[TASK DIRECTIONS] From the entries below, retype only the lines from the one with "filename crates/phasestitch-core/src/pool.rs" through the one with "let pool = rayon::ThreadPoolBuilder::new()", exactly as written.
━━━ INPUT DATA ━━━
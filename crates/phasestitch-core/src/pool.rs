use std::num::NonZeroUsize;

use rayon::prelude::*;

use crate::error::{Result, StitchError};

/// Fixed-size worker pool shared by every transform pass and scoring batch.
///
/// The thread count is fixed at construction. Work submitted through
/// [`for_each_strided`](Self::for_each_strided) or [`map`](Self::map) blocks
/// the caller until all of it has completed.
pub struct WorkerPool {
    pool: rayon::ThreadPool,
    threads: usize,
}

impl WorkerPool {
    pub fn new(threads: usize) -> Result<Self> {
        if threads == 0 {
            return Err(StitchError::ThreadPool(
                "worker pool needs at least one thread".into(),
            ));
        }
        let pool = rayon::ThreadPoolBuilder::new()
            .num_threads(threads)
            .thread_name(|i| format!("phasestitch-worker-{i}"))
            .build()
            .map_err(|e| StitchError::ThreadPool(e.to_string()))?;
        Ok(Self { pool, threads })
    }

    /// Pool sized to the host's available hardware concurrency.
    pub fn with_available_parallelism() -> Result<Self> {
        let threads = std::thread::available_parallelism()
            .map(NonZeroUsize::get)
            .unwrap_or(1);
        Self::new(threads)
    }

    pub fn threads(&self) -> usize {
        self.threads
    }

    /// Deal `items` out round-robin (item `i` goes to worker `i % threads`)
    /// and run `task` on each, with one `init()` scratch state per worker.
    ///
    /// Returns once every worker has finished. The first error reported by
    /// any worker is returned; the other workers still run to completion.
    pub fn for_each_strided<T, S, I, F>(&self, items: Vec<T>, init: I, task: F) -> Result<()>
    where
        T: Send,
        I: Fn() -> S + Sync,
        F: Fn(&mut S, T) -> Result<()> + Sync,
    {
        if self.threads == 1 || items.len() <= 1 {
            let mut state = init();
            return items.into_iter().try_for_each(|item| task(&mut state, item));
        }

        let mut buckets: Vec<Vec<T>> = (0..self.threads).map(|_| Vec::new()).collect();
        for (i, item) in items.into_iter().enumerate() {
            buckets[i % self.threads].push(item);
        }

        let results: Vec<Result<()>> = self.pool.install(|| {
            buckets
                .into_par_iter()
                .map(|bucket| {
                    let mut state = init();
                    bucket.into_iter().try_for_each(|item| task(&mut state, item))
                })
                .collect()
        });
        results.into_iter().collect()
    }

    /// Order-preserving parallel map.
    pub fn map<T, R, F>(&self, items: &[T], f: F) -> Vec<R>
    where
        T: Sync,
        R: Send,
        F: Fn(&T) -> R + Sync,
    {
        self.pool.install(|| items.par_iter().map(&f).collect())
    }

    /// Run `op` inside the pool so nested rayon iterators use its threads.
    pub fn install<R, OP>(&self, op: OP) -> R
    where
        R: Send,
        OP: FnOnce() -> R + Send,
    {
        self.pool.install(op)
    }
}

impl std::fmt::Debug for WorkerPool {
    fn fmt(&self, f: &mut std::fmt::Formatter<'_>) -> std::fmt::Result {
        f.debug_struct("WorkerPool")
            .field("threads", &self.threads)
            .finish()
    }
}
━━━
━━━ INPUT DATA ━━━
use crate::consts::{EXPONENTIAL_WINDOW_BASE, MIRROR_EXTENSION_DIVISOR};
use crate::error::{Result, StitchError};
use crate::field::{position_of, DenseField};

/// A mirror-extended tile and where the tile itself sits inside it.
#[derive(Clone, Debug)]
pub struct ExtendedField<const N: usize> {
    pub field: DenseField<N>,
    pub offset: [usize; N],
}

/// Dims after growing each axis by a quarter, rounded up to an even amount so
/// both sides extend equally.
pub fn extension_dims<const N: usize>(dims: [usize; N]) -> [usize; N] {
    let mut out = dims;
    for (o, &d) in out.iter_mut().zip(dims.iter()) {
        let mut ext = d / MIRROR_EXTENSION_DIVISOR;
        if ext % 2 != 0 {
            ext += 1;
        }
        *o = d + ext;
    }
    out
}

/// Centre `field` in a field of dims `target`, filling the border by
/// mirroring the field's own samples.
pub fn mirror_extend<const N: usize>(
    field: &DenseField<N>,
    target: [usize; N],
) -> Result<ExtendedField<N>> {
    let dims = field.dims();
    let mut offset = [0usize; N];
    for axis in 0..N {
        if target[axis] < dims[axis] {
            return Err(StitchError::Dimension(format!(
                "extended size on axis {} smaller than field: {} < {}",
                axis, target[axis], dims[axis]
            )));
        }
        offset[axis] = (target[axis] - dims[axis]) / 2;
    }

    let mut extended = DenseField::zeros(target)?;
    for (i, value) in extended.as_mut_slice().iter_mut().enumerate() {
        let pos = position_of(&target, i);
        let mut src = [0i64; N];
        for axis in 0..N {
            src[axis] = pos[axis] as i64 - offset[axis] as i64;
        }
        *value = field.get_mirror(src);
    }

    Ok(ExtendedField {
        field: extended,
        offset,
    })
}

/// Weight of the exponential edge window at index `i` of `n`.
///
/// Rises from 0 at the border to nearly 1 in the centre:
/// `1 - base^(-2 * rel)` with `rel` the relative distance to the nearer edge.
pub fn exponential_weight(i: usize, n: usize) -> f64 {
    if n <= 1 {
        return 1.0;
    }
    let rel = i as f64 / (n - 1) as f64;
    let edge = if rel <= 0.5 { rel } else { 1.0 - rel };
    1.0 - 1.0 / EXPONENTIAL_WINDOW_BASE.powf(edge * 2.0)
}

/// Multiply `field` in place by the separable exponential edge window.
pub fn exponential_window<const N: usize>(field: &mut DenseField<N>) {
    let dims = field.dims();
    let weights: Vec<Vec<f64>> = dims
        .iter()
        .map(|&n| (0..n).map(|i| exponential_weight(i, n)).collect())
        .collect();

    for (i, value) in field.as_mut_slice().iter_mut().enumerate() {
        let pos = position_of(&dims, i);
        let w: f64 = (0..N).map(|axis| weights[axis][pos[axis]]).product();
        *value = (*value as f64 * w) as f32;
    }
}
━━━
━━━ INPUT DATA ━━━
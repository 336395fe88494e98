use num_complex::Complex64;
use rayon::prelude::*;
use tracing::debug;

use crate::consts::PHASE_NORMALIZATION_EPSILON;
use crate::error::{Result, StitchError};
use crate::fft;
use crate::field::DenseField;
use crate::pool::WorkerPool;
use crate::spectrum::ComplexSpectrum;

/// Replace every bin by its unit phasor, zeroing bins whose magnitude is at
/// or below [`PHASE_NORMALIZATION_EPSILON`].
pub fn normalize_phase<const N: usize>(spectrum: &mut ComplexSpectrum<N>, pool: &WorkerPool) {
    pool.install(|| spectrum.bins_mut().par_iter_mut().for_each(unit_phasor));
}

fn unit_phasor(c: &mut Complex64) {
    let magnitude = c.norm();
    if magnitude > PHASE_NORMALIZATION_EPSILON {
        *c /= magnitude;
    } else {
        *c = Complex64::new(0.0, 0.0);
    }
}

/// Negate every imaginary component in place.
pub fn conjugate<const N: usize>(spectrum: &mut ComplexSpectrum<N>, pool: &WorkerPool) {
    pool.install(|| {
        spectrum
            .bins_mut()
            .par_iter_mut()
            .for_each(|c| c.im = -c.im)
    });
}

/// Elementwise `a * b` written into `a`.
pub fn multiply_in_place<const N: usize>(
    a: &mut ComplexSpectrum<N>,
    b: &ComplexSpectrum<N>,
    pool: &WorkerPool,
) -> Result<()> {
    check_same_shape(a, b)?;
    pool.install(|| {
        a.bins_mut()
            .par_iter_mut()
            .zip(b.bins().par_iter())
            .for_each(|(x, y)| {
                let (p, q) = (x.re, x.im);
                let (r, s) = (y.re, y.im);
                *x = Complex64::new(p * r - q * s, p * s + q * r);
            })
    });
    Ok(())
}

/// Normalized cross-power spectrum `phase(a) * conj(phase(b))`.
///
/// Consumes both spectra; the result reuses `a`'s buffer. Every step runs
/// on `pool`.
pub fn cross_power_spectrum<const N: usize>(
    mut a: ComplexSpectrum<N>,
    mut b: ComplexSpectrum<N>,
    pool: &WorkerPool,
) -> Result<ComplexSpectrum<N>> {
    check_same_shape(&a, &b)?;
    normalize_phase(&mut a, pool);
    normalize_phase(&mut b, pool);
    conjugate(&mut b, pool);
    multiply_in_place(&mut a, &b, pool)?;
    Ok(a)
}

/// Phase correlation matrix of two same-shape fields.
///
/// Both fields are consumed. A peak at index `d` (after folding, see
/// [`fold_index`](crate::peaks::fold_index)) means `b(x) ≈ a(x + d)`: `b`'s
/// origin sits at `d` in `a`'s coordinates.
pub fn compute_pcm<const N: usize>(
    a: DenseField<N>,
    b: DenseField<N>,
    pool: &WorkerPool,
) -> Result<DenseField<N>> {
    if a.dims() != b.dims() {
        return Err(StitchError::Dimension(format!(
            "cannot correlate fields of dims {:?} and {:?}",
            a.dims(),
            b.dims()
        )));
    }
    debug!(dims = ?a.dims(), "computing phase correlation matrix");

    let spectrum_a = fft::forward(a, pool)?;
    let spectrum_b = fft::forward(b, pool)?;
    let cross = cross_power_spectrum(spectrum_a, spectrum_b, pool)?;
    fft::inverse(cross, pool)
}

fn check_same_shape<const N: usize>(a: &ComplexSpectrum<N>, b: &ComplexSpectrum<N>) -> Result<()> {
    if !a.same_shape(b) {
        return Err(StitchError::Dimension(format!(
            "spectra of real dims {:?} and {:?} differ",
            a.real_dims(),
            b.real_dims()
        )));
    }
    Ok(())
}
━━━
[ANSWER FOR THIS EXERCISE]
filename crates/phasestitch-core/src/pool.rs
use std::num::NonZeroUsize;

use rayon::prelude::*;

use crate::error::{Result, StitchError};

/// Fixed-size worker pool shared by every transform pass and scoring batch.
///
/// The thread count is fixed at construction. Work submitted through
/// [`for_each_strided`](Self::for_each_strided) or [`map`](Self::map) blocks
/// the caller until all of it has completed.
pub struct WorkerPool {
    pool: rayon::ThreadPool,
    threads: usize,
}

impl WorkerPool {
    pub fn new(threads: usize) -> Result<Self> {
        if threads == 0 {
            return Err(StitchError::ThreadPool(
                "worker pool needs at least one thread".into(),
            ));
        }
        let pool = rayon::ThreadPoolBuilder::new()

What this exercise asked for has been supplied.